*TASK*. Copy word for word each line from the one that has "if let Some(name)" to the last line of the records, with no other lines.

(Saved data entries)
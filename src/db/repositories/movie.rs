use crate::domain::MovieId;
use crate::entities::{
    actors, genres, languages, movie_actors, movie_genres, movie_languages, movies,
    prelude::*,
};
use crate::models::movie::{Country, Movie, MovieChanges, MovieSummary, NamedRef, NewMovie};
use crate::pagination::{Page, PageRequest};
use anyhow::Result;
use sea_orm::{
    ActiveModelTrait, ColumnTrait, ConnectionTrait, DatabaseConnection, DbErr, EntityTrait,
    JoinType, PaginatorTrait, QueryFilter, QueryOrder, QuerySelect, RelationTrait, Set, SqlErr,
    TransactionTrait,
};
use std::sync::Arc;
use tokio::sync::Mutex;
use tracing::{debug, info};

use super::reference::{get_or_create_country, resolve_named};

#[derive(Debug, Clone, Copy, PartialEq, Eq)]
pub enum CreateOutcome {
    Created(MovieId),
    /// Another movie already has the same name and release date.
    Duplicate,
}

#[derive(Debug, Clone, Copy, PartialEq, Eq)]
pub enum UpdateOutcome {
    Updated,
    NotFound,
    Duplicate,
}

fn is_unique_violation(err: &DbErr) -> bool {
    matches!(err.sql_err(), Some(SqlErr::UniqueConstraintViolation(_)))
}

fn position(index: usize) -> i32 {
    i32::try_from(index).unwrap_or(i32::MAX)
}

/// Serializes write transactions on one database.
///
/// SQLite allows a single writer. Two deferred transactions that both read
/// before writing cannot upgrade their locks and one fails with
/// `SQLITE_BUSY`, so writers queue here instead.
pub type WriteLock = Arc<Mutex<()>>;

pub struct MovieRepository {
    conn: DatabaseConnection,
    write_lock: WriteLock,
}

impl MovieRepository {
    #[must_use]
    pub const fn new(conn: DatabaseConnection, write_lock: WriteLock) -> Self {
        Self { conn, write_lock }
    }

    fn map_summary(model: movies::Model) -> MovieSummary {
        MovieSummary {
            id: MovieId::new(model.id),
            name: model.name,
            date: model.date,
            score: model.score,
            overview: model.overview,
        }
    }

    fn map_named(id: i32, name: String) -> NamedRef {
        NamedRef { id, name }
    }

    /// One page of movies, newest first.
    ///
    /// A page that starts past the last row comes back empty without querying
    /// rows, so arbitrarily large page numbers never reach the SQL offset.
    pub async fn list_page(&self, request: PageRequest) -> Result<Page<MovieSummary>> {
        let paginator = Movies::find()
            .order_by_desc(movies::Column::Id)
            .paginate(&self.conn, request.per_page);

        let total_items = paginator.num_items().await?;

        let in_range = request
            .offset()
            .is_some_and(|offset| offset < total_items);
        if !in_range {
            debug!(
                page = request.page,
                per_page = request.per_page,
                total_items,
                "Requested page is past the end of the catalog"
            );
            return Ok(Page::new(Vec::new(), request, total_items));
        }

        let rows = paginator.fetch_page(request.page - 1).await?;

        Ok(Page::new(
            rows.into_iter().map(Self::map_summary).collect(),
            request,
            total_items,
        ))
    }

    pub async fn exists(&self, id: MovieId) -> Result<bool> {
        let count = Movies::find()
            .filter(movies::Column::Id.eq(id.value()))
            .count(&self.conn)
            .await?;
        Ok(count > 0)
    }

    pub async fn get(&self, id: MovieId) -> Result<Option<Movie>> {
        Self::load(&self.conn, id.value()).await
    }

    async fn load<C: ConnectionTrait>(conn: &C, id: i32) -> Result<Option<Movie>> {
        let Some((movie, country)) = Movies::find_by_id(id)
            .find_also_related(Countries)
            .one(conn)
            .await?
        else {
            return Ok(None);
        };

        let country = country
            .ok_or_else(|| anyhow::anyhow!("Movie {id} references a missing country"))?;

        let genres = Genres::find()
            .join(JoinType::InnerJoin, genres::Relation::MovieGenres.def())
            .filter(movie_genres::Column::MovieId.eq(id))
            .order_by_asc(movie_genres::Column::Position)
            .all(conn)
            .await?;

        let actors = Actors::find()
            .join(JoinType::InnerJoin, actors::Relation::MovieActors.def())
            .filter(movie_actors::Column::MovieId.eq(id))
            .order_by_asc(movie_actors::Column::Position)
            .all(conn)
            .await?;

        let languages = Languages::find()
            .join(JoinType::InnerJoin, languages::Relation::MovieLanguages.def())
            .filter(movie_languages::Column::MovieId.eq(id))
            .order_by_asc(movie_languages::Column::Position)
            .all(conn)
            .await?;

        Ok(Some(Movie {
            id: MovieId::new(movie.id),
            name: movie.name,
            date: movie.date,
            score: movie.score,
            overview: movie.overview,
            status: movie.status,
            budget: movie.budget,
            revenue: movie.revenue,
            country: Country {
                id: country.id,
                code: country.code,
                name: country.name,
            },
            genres: genres
                .into_iter()
                .map(|g| Self::map_named(g.id, g.name))
                .collect(),
            actors: actors
                .into_iter()
                .map(|a| Self::map_named(a.id, a.name))
                .collect(),
            languages: languages
                .into_iter()
                .map(|l| Self::map_named(l.id, l.name))
                .collect(),
        }))
    }

    async fn identity_taken<C: ConnectionTrait>(
        conn: &C,
        name: &str,
        date: chrono::NaiveDate,
        except: Option<i32>,
    ) -> Result<bool> {
        let mut query = Movies::find()
            .filter(movies::Column::Name.eq(name))
            .filter(movies::Column::Date.eq(date));
        if let Some(id) = except {
            query = query.filter(movies::Column::Id.ne(id));
        }
        Ok(query.count(conn).await? > 0)
    }

    /// Inserts the movie and links its references in one transaction.
    pub async fn create(&self, movie: &NewMovie) -> Result<CreateOutcome> {
        let _writer = self.write_lock.lock().await;
        let txn = self.conn.begin().await?;

        if Self::identity_taken(&txn, &movie.name, movie.date, None).await? {
            txn.rollback().await?;
            return Ok(CreateOutcome::Duplicate);
        }

        let country = get_or_create_country(&txn, &movie.country).await?;
        let genre_rows = resolve_named::<Genres, _>(&txn, &movie.genres).await?;
        let actor_rows = resolve_named::<Actors, _>(&txn, &movie.actors).await?;
        let language_rows = resolve_named::<Languages, _>(&txn, &movie.languages).await?;

        let active = movies::ActiveModel {
            name: Set(movie.name.clone()),
            date: Set(movie.date),
            score: Set(movie.score),
            overview: Set(movie.overview.clone()),
            status: Set(movie.status),
            budget: Set(movie.budget),
            revenue: Set(movie.revenue),
            country_id: Set(country.id),
            ..Default::default()
        };

        let movie_id = match Movies::insert(active).exec(&txn).await {
            Ok(res) => res.last_insert_id,
            Err(err) if is_unique_violation(&err) => {
                txn.rollback().await?;
                return Ok(CreateOutcome::Duplicate);
            }
            Err(err) => return Err(err.into()),
        };

        if !genre_rows.is_empty() {
            MovieGenres::insert_many(genre_rows.iter().enumerate().map(|(i, genre)| {
                movie_genres::ActiveModel {
                    movie_id: Set(movie_id),
                    genre_id: Set(genre.id),
                    position: Set(position(i)),
                }
            }))
            .exec_without_returning(&txn)
            .await?;
        }

        if !actor_rows.is_empty() {
            MovieActors::insert_many(actor_rows.iter().enumerate().map(|(i, actor)| {
                movie_actors::ActiveModel {
                    movie_id: Set(movie_id),
                    actor_id: Set(actor.id),
                    position: Set(position(i)),
                }
            }))
            .exec_without_returning(&txn)
            .await?;
        }

        if !language_rows.is_empty() {
            MovieLanguages::insert_many(language_rows.iter().enumerate().map(|(i, language)| {
                movie_languages::ActiveModel {
                    movie_id: Set(movie_id),
                    language_id: Set(language.id),
                    position: Set(position(i)),
                }
            }))
            .exec_without_returning(&txn)
            .await?;
        }

        txn.commit().await?;

        info!("Added movie {}: {} ({})", movie_id, movie.name, movie.date);
        Ok(CreateOutcome::Created(MovieId::new(movie_id)))
    }

    /// Applies the changed columns of one movie; reference links stay as they are.
    pub async fn update(&self, id: MovieId, changes: &MovieChanges) -> Result<UpdateOutcome> {
        let _writer = self.write_lock.lock().await;
        let txn = self.conn.begin().await?;

        let Some(existing) = Movies::find_by_id(id.value()).one(&txn).await? else {
            txn.rollback().await?;
            return Ok(UpdateOutcome::NotFound);
        };

        if changes.is_empty() {
            txn.rollback().await?;
            return Ok(UpdateOutcome::Updated);
        }

        if changes.touches_identity() {
            let name = changes.name.as_deref().unwrap_or(&existing.name);
            let date = changes.date.unwrap_or(existing.date);
            if Self::identity_taken(&txn, name, date, Some(existing.id)).await? {
                txn.rollback().await?;
                return Ok(UpdateOutcome::Duplicate);
            }
        }

        let mut active: movies::ActiveModel = existing.into();
        if let Some(name) = &changes.name {
            active.name = Set(name.clone());
        }
        if let Some(date) = changes.date {
            active.date = Set(date);
        }
        if let Some(score) = changes.score {
            active.score = Set(score);
        }
        if let Some(overview) = &changes.overview {
            active.overview = Set(overview.clone());
        }
        if let Some(status) = changes.status {
            active.status = Set(status);
        }
        if let Some(budget) = changes.budget {
            active.budget = Set(budget);
        }
        if let Some(revenue) = changes.revenue {
            active.revenue = Set(revenue);
        }

        match active.update(&txn).await {
            Ok(_) => {}
            Err(err) if is_unique_violation(&err) => {
                txn.rollback().await?;
                return Ok(UpdateOutcome::Duplicate);
            }
            Err(err) => return Err(err.into()),
        }

        txn.commit().await?;

        info!("Updated movie {}", id);
        Ok(UpdateOutcome::Updated)
    }

    /// Deletes the movie and its links; the referenced rows are kept.
    pub async fn remove(&self, id: MovieId) -> Result<bool> {
        let _writer = self.write_lock.lock().await;
        let txn = self.conn.begin().await?;

        MovieGenres::delete_many()
            .filter(movie_genres::Column::MovieId.eq(id.value()))
            .exec(&txn)
            .await?;
        MovieActors::delete_many()
            .filter(movie_actors::Column::MovieId.eq(id.value()))
            .exec(&txn)
            .await?;
        MovieLanguages::delete_many()
            .filter(movie_languages::Column::MovieId.eq(id.value()))
            .exec(&txn)
            .await?;

        let result = Movies::delete_by_id(id.value()).exec(&txn).await?;
        let removed = result.rows_affected > 0;
        if !removed {
            txn.rollback().await?;
            return Ok(false);
        }

        txn.commit().await?;

        info!("Removed movie with ID: {}", id);
        Ok(true)
    }
}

*RESULT OF THE TASK*.
        if let Some(name) = &changes.name {
            active.name = Set(name.clone());
        }
        if let Some(date) = changes.date {
            active.date = Set(date);
        }
        if let Some(score) = changes.score {
            active.score = Set(score);
        }
        if let Some(overview) = &changes.overview {
            active.overview = Set(overview.clone());
        }
        if let Some(status) = changes.status {
            active.status = Set(status);
        }
        if let Some(budget) = changes.budget {
            active.budget = Set(budget);
        }
        if let Some(revenue) = changes.revenue {
            active.revenue = Set(revenue);
        }

        match active.update(&txn).await {
            Ok(_) => {}
            Err(err) if is_unique_violation(&err) => {
                txn.rollback().await?;
                return Ok(UpdateOutcome::Duplicate);
            }
            Err(err) => return Err(err.into()),
        }

        txn.commit().await?;

        info!("Updated movie {}", id);
        Ok(UpdateOutcome::Updated)
    }

    /// Deletes the movie and its links; the referenced rows are kept.
    pub async fn remove(&self, id: MovieId) -> Result<bool> {
        let _writer = self.write_lock.lock().await;
        let txn = self.conn.begin().await?;

        MovieGenres::delete_many()
            .filter(movie_genres::Column::MovieId.eq(id.value()))
            .exec(&txn)
            .await?;
        MovieActors::delete_many()
            .filter(movie_actors::Column::MovieId.eq(id.value()))
            .exec(&txn)
            .await?;
        MovieLanguages::delete_many()
            .filter(movie_languages::Column::MovieId.eq(id.value()))
            .exec(&txn)
            .await?;

        let result = Movies::delete_by_id(id.value()).exec(&txn).await?;
        let removed = result.rows_affected > 0;
        if !removed {
            txn.rollback().await?;
            return Ok(false);
        }

        txn.commit().await?;

        info!("Removed movie with ID: {}", id);
        Ok(true)
    }
}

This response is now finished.